What to work on - Among these entries, count the lines containing the word "const" and answer with only the number.

Stored data entries -
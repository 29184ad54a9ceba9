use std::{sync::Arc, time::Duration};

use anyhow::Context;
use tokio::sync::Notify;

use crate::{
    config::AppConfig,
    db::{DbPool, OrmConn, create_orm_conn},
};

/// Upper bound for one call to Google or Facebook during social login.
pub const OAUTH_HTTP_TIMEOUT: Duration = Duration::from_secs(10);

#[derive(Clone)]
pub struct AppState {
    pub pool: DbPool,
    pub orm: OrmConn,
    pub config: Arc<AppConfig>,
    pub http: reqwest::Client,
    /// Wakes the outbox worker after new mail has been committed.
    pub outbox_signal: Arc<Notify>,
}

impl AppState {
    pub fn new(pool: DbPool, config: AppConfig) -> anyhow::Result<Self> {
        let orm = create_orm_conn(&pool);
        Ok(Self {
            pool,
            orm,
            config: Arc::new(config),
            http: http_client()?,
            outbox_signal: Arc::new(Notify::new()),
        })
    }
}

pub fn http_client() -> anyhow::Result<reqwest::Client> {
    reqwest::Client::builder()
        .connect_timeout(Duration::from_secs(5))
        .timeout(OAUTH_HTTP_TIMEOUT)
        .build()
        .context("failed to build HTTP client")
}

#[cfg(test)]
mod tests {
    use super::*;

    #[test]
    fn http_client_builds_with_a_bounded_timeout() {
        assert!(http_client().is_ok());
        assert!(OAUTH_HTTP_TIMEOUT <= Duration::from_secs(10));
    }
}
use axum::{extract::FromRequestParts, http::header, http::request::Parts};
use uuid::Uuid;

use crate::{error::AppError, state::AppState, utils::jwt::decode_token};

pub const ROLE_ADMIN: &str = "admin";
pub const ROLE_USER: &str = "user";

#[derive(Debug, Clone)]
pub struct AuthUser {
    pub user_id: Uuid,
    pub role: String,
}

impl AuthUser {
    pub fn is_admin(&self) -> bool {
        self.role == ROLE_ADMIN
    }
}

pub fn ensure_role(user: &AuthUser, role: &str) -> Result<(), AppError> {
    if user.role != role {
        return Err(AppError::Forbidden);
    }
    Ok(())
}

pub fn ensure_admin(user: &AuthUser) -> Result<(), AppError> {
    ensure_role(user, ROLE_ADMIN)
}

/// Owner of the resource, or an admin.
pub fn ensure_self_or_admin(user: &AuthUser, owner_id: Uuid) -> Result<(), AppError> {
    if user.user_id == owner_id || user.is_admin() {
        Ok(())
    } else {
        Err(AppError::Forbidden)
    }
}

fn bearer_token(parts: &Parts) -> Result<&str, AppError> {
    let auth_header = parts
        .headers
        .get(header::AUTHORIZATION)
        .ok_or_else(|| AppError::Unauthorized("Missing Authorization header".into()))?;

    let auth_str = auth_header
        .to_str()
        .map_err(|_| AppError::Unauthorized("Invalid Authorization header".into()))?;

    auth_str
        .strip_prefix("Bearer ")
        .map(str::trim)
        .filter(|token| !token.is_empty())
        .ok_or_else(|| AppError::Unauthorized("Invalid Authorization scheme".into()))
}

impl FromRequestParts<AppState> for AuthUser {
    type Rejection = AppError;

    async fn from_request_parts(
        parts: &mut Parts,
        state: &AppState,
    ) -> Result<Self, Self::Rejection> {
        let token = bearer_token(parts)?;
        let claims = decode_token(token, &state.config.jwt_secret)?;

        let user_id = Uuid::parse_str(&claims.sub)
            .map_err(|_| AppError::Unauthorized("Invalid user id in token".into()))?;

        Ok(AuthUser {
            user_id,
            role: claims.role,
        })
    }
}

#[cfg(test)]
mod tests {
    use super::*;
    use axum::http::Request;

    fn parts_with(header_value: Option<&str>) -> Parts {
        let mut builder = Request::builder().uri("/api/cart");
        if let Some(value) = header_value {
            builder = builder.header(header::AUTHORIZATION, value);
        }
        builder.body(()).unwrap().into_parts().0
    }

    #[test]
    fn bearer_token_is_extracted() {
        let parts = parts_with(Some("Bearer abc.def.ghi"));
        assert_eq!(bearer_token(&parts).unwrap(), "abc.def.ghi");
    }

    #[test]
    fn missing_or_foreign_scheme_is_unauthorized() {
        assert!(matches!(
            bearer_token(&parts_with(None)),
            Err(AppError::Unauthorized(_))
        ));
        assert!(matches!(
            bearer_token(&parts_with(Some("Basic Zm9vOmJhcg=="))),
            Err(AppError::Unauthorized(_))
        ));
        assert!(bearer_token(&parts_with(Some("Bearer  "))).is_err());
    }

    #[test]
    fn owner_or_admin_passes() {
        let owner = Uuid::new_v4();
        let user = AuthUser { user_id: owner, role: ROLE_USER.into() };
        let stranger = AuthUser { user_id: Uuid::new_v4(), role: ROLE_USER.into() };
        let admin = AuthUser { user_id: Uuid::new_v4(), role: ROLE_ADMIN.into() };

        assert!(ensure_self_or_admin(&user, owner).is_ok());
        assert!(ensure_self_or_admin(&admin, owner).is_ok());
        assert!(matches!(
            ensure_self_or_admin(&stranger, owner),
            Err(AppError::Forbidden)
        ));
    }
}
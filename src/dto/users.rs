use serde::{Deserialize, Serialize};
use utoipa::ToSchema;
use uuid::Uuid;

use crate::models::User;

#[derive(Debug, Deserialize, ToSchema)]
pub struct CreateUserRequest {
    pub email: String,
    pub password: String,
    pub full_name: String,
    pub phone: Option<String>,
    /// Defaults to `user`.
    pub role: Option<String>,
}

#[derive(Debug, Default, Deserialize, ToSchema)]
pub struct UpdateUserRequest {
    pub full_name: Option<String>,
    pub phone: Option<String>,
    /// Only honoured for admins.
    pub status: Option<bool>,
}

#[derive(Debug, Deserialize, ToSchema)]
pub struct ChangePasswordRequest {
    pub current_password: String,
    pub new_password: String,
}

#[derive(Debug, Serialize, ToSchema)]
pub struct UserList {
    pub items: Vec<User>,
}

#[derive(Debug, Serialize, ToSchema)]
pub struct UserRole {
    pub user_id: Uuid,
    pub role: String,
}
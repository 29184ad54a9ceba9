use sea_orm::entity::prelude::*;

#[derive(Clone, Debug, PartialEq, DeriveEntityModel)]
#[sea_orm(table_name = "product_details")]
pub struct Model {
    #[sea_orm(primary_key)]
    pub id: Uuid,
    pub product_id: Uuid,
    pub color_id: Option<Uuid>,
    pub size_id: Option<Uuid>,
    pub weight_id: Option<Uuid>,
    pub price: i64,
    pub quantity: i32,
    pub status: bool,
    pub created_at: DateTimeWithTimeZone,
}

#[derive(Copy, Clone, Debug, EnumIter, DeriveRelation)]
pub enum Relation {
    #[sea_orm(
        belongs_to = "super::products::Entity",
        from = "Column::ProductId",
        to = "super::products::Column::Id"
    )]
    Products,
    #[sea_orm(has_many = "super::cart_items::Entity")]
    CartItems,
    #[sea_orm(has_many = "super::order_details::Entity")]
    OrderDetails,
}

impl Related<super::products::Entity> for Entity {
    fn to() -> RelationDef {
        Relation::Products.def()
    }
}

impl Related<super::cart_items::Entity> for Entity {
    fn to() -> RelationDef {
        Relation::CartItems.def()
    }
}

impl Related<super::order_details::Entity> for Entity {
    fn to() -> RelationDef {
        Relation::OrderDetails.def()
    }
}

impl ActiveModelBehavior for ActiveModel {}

Answer for this exercise - 3